**AIM OF THE TASK:** If a line in the records contains the word "range", count it; state the resulting number and nothing more.

**INFORMATION SHOWN:**
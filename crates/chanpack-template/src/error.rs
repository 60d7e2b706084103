//! Error types for channel descriptors and packing templates.

use std::path::PathBuf;

use thiserror::Error;

/// A channel default value outside the normalized `[0.0, 1.0]` range.
#[derive(Debug, Clone, Copy, PartialEq, Error)]
#[error("default value must be between 0.0 and 1.0, got {value}")]
pub struct InvalidDefaultError {
    /// The rejected value.
    pub value: f64,
}

/// Errors raised while building, loading, or saving a packing template.
#[derive(Debug, Error)]
pub enum TemplateError {
    /// The template definition is malformed or violates a template invariant.
    #[error("invalid template: {0}")]
    Validation(String),

    /// The template file does not exist.
    #[error("template file not found: {}", .0.display())]
    NotFound(PathBuf),

    /// A plane key other than R, G, B, or A was requested.
    #[error("invalid plane key '{0}', expected one of R, G, B, A")]
    InvalidPlaneKey(String),

    /// Reading or writing a template file failed.
    #[error("failed to access template file {}: {source}", path.display())]
    Io {
        /// The file being accessed.
        path: PathBuf,
        /// The underlying I/O error.
        #[source]
        source: std::io::Error,
    },

    /// Serializing a template to JSON failed.
    #[error("failed to serialize template: {0}")]
    Json(#[from] serde_json::Error),
}

impl TemplateError {
    /// Returns true for the "template definition is invalid" error kind.
    pub fn is_validation(&self) -> bool {
        matches!(self, TemplateError::Validation(_))
    }
}
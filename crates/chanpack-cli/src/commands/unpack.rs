//! Unpack command implementation
//!
//! Splits a packed image into one grayscale PNG per channel.

use std::fs;
use std::path::{Path, PathBuf};
use std::process::ExitCode;

use anyhow::{Context, Result};
use chanpack_engine::{load_packed, save_channel, unpack_texture};
use colored::Colorize;

use super::json_output::{print_json, UnpackOutput, UnpackedFile};
use crate::config::{check_resolution, png_config, resolve_template};

/// Arguments for `chanpack unpack`.
#[derive(Debug, Clone)]
pub struct UnpackArgs {
    /// Packed input image.
    pub input: PathBuf,
    /// Built-in template name or template file path.
    pub template: String,
    /// Explicit template file, overriding `template`.
    pub template_file: Option<PathBuf>,
    /// Directory for the extracted maps.
    pub output_dir: PathBuf,
    /// `default`, `fast`, or `best`.
    pub png_compression: String,
    /// Print a JSON summary instead of colored text.
    pub json: bool,
}

/// Output file for one extracted map: `<stem>_<name>.png`.
pub fn output_path(output_dir: &Path, input: &Path, name: &str) -> PathBuf {
    let stem = input
        .file_stem()
        .and_then(|s| s.to_str())
        .unwrap_or("texture");
    output_dir.join(format!("{}_{}.png", stem, name))
}

/// Run the unpack command
///
/// # Returns
/// Exit code: 0 on success
pub fn run(args: &UnpackArgs) -> Result<ExitCode> {
    let template = resolve_template(&args.template, args.template_file.as_deref())?;
    let png = png_config(&args.png_compression)?;

    if !args.json {
        println!(
            "{} {} with {}",
            "Unpacking:".cyan().bold(),
            args.input.display(),
            template.name()
        );
    }

    let image = load_packed(&args.input)
        .with_context(|| format!("failed to load {}", args.input.display()))?;
    check_resolution("input", image.dimensions())?;

    let unpacked = unpack_texture(&image, &template)
        .with_context(|| format!("failed to unpack with template {}", template.name()))?;
    if unpacked.auto_alpha.is_some() && !args.json {
        println!(
            "  {} {} does not assign alpha, extracting it separately",
            "note:".yellow().bold(),
            template.name()
        );
    }

    fs::create_dir_all(&args.output_dir)
        .with_context(|| format!("failed to create {}", args.output_dir.display()))?;

    let mut files = Vec::new();
    for (name, channel) in unpacked.into_map() {
        let path = output_path(&args.output_dir, &args.input, &name);
        save_channel(&channel, &path, &png)
            .with_context(|| format!("failed to write {}", path.display()))?;
        if !args.json {
            println!("  {} -> {}", name, path.display());
        }
        files.push(UnpackedFile {
            name,
            path: path.display().to_string(),
        });
    }

    if args.json {
        print_json(&UnpackOutput {
            template: template.name().to_string(),
            input: args.input.display().to_string(),
            width: image.width,
            height: image.height,
            files,
        })?;
    } else {
        println!(
            "{} {} maps, {}x{}",
            "Unpacked:".green().bold(),
            files.len(),
            image.width,
            image.height
        );
    }

    Ok(ExitCode::SUCCESS)
}
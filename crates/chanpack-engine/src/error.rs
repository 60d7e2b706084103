//! Error types for the packing and unpacking engines.

use std::path::PathBuf;

use chanpack_template::InvalidDefaultError;
use thiserror::Error;

use crate::buffer::PlaneLayout;
use crate::png::PngError;

/// Errors from validation, packing, unpacking, and image I/O.
#[derive(Debug, Error)]
pub enum EngineError {
    /// A channel array has an invalid shape or out-of-range values.
    #[error("invalid channel data: {0}")]
    InvalidChannelData(String),

    /// Channel arrays differ in size and normalization was not allowed.
    #[error("all channels must have the same resolution, found {}", format_resolutions(.resolutions))]
    ResolutionMismatch {
        /// Every resolution seen, in input order.
        resolutions: Vec<(u32, u32)>,
    },

    /// The alpha plane was requested from an image that has none.
    #[error("cannot extract the alpha plane from a {layout} image")]
    MissingAlpha {
        /// Layout of the image that was asked for alpha.
        layout: PlaneLayout,
    },

    /// No channel arrays were supplied where at least one is required.
    #[error("at least one channel must be provided")]
    NoChannels,

    /// No source was present and no fallback size was configured.
    #[error("no channel sources were provided and no fallback size is configured")]
    NoResolvableSize,

    /// A default fill value is out of range.
    #[error(transparent)]
    InvalidDefault(#[from] InvalidDefaultError),

    /// An image file does not exist.
    #[error("image file not found: {}", .0.display())]
    ImageNotFound(PathBuf),

    /// An image file could not be decoded.
    #[error("failed to load image from {}: {source}", path.display())]
    ImageDecode {
        /// The file being read.
        path: PathBuf,
        /// The decoder error.
        #[source]
        source: image::ImageError,
    },

    /// An image could not be encoded in a non-PNG format.
    #[error("failed to save image to {}: {source}", path.display())]
    ImageEncode {
        /// The file being written.
        path: PathBuf,
        /// The encoder error.
        #[source]
        source: image::ImageError,
    },

    /// PNG encoding failed.
    #[error(transparent)]
    Png(#[from] PngError),

    /// Filesystem access failed.
    #[error("IO error: {0}")]
    Io(#[from] std::io::Error),
}

fn format_resolutions(resolutions: &[(u32, u32)]) -> String {
    resolutions
        .iter()
        .map(|(w, h)| format!("{}x{}", w, h))
        .collect::<Vec<_>>()
        .join(", ")
}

**TASK RESPONSE:** 3